Proposition: backward error estimate
Suppose that \(\eqref{stopping}\) is satisfied and let \(\mathcal E = \Bigl\{\mathsf E \in \mathbf C^{n \times n}: (\mathsf A + \mathsf E) \widehat {\mathbf{\boldsymbol{v}}} = \widehat \lambda \widehat {\mathbf{\boldsymbol{v}}} \Bigr\}\). Then \[ \min_{\mathsf E \in \mathcal E} {\lVert {\mathsf E} \rVert} \leqslant\varepsilon. \]
Definition of the backward error by numerical analyst Nick Higham:
Backward error is a measure of error associated with an approximate solution to a problem. Whereas the forward error is the distance between the approximate and true solutions, the backward error is how much the data must be perturbed to produce the approximate solution.
Sketch of proof
Show first that any \(\mathsf E \in \mathcal E\) satisfies \(\mathsf E \widehat {\mathbf{\boldsymbol{v}}} = - \mathbf{\boldsymbol{r}}\), where \(\mathbf{\boldsymbol{r}} := \mathsf A \widehat {\mathbf{\boldsymbol{v}}} - \widehat \lambda \widehat {\mathbf{\boldsymbol{v}}}\).
Deduce from the first item that \[ \inf_{\mathsf E \in \mathcal E} {\lVert {\mathsf E} \rVert} \geqslant\frac{{\lVert {\mathbf{\boldsymbol{r}}} \rVert}}{{\lVert {\widehat {\mathbf{\boldsymbol{v}}}} \rVert}}. \]
Find a rank one matrix \(\mathsf E_*\) such that \({\lVert {\mathsf E_*} \rVert} = \frac{{\lVert {\mathbf{\boldsymbol{r}}} \rVert}}{{\lVert {\widehat {\mathbf{\boldsymbol{v}}}} \rVert}}\), and then conclude.
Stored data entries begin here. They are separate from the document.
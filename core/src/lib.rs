//! Client core for the Lumi beauty-services booking API.
//!
//! # Overview
//! Lists masters, shows their services and schedules, fetches free time
//! slots and creates bookings. `LumiClient` builds and parses HTTP messages
//! without touching the network (host-does-IO pattern); `Repository` runs
//! them through a `Transport` on behalf of an injected `CallerId`; screen
//! models expose each screen's `ViewState` through a watch channel.
//!
//! # Design
//! - `LumiClient` is stateless, it holds only `base_url`.
//! - Each endpoint is split into `build_*` (produces request) and `parse_*`
//!   (consumes response), so the I/O boundary is explicit and the FFI crate
//!   can hand the round-trip to a native host.
//! - Models are defined independently from the mock-server crate;
//!   integration tests catch schema drift.
//! - A screen runs at most one fetch at a time; its errors become display
//!   state and are never rethrown.

pub mod client;
pub mod config;
pub mod error;
pub mod http;
#[cfg(feature = "cli")]
pub mod logging;
pub mod repository;
pub mod screens;
pub mod session;
pub mod state;
pub mod transport;
pub mod types;

pub use client::{DateRange, LumiClient};
pub use config::ClientConfig;
pub use error::{ApiError, ConfigError};
pub use http::{HttpMethod, HttpRequest, HttpResponse};
pub use repository::Repository;
pub use screens::ScreenModel;
pub use session::CallerId;
pub use state::{Phase, StateHolder, ViewData, ViewState};
pub use transport::{ReqwestTransport, Transport};
pub use types::{
    Ack, Booking, BookingRequest, BookingStatus, City, Locale, MasterDetail, MasterSummary,
    Service, TimeSlot, WorkPeriod,
};
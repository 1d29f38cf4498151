//! Client settings read from the environment.
//!
//! | Variable | Default |
//! |---|---|
//! | `LUMI_API_BASE_URL` | `http://127.0.0.1:8000` |
//! | `LUMI_CALLER_ID` | required |
//! | `LUMI_HTTP_TIMEOUT_SECS` | no timeout |

use std::time::Duration;

use crate::error::{ApiError, ConfigError};
use crate::session::CallerId;
use crate::transport::ReqwestTransport;

pub const DEFAULT_BASE_URL: &str = "http://127.0.0.1:8000";

const BASE_URL_VAR: &str = "LUMI_API_BASE_URL";
const CALLER_ID_VAR: &str = "LUMI_CALLER_ID";
const TIMEOUT_VAR: &str = "LUMI_HTTP_TIMEOUT_SECS";

#[derive(Debug, Clone, PartialEq, Eq)]
pub struct ClientConfig {
    pub base_url: String,
    pub caller: CallerId,
    pub timeout: Option<Duration>,
}

impl ClientConfig {
    pub fn new(base_url: impl Into<String>, caller: CallerId) -> Self {
        Self {
            base_url: base_url.into(),
            caller,
            timeout: None,
        }
    }

    pub fn from_env() -> Result<Self, ConfigError> {
        Self::from_vars(|name| std::env::var(name).ok())
    }

    /// Read settings through `lookup`, which maps a variable name to its
    /// value. Blank values count as unset.
    pub fn from_vars<F>(lookup: F) -> Result<Self, ConfigError>
    where
        F: Fn(&str) -> Option<String>,
    {
        let get = |name: &str| lookup(name).filter(|value| !value.trim().is_empty());

        let base_url = get(BASE_URL_VAR).unwrap_or_else(|| DEFAULT_BASE_URL.to_string());
        if !base_url.starts_with("http://") && !base_url.starts_with("https://") {
            return Err(ConfigError::Invalid {
                name: BASE_URL_VAR,
                value: base_url,
            });
        }

        let raw_caller = get(CALLER_ID_VAR).ok_or(ConfigError::Missing(CALLER_ID_VAR))?;
        let caller = raw_caller.parse().map_err(|_| ConfigError::Invalid {
            name: CALLER_ID_VAR,
            value: raw_caller.clone(),
        })?;

        let timeout = match get(TIMEOUT_VAR) {
            None => None,
            Some(raw) => match raw.trim().parse::<u64>() {
                Ok(secs) if secs > 0 => Some(Duration::from_secs(secs)),
                _ => {
                    return Err(ConfigError::Invalid {
                        name: TIMEOUT_VAR,
                        value: raw,
                    })
                }
            },
        };

        Ok(Self {
            base_url,
            caller,
            timeout,
        })
    }

    /// The transport these settings describe.
    pub fn transport(&self) -> Result<ReqwestTransport, ApiError> {
        match self.timeout {
            Some(timeout) => ReqwestTransport::with_timeout(timeout),
            None => Ok(ReqwestTransport::new()),
        }
    }
}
(Recall that any rank 1 matrix is of the form \(\mathsf E_* = \mathbf{\boldsymbol{u}} \mathbf{\boldsymbol{w}}^*\), with norm \({\lVert {\mathbf{\boldsymbol{u}}} \rVert} {\lVert {\mathbf{\boldsymbol{w}}} \rVert}\).)
Subspace iterations
Simultaneous iteration
Suppose that \(\mathsf X_0 \in \mathbf C^{n \times p}\) with \(p < n\) and consider the iteration \[ \mathsf X_{k+1} = {\color{green}\text{normalization}} (\mathsf A \mathsf X_{k}) \]
- For normalization, apply Gram–Schmidt to the columns;
In practice, this can be achieved by QR decompostion: \[ \mathsf X_{k+1} = \mathsf Q_{k+1}, \qquad \mathsf Q_{k+1} \mathsf R_{k+1} = \mathsf A \mathsf X_k \]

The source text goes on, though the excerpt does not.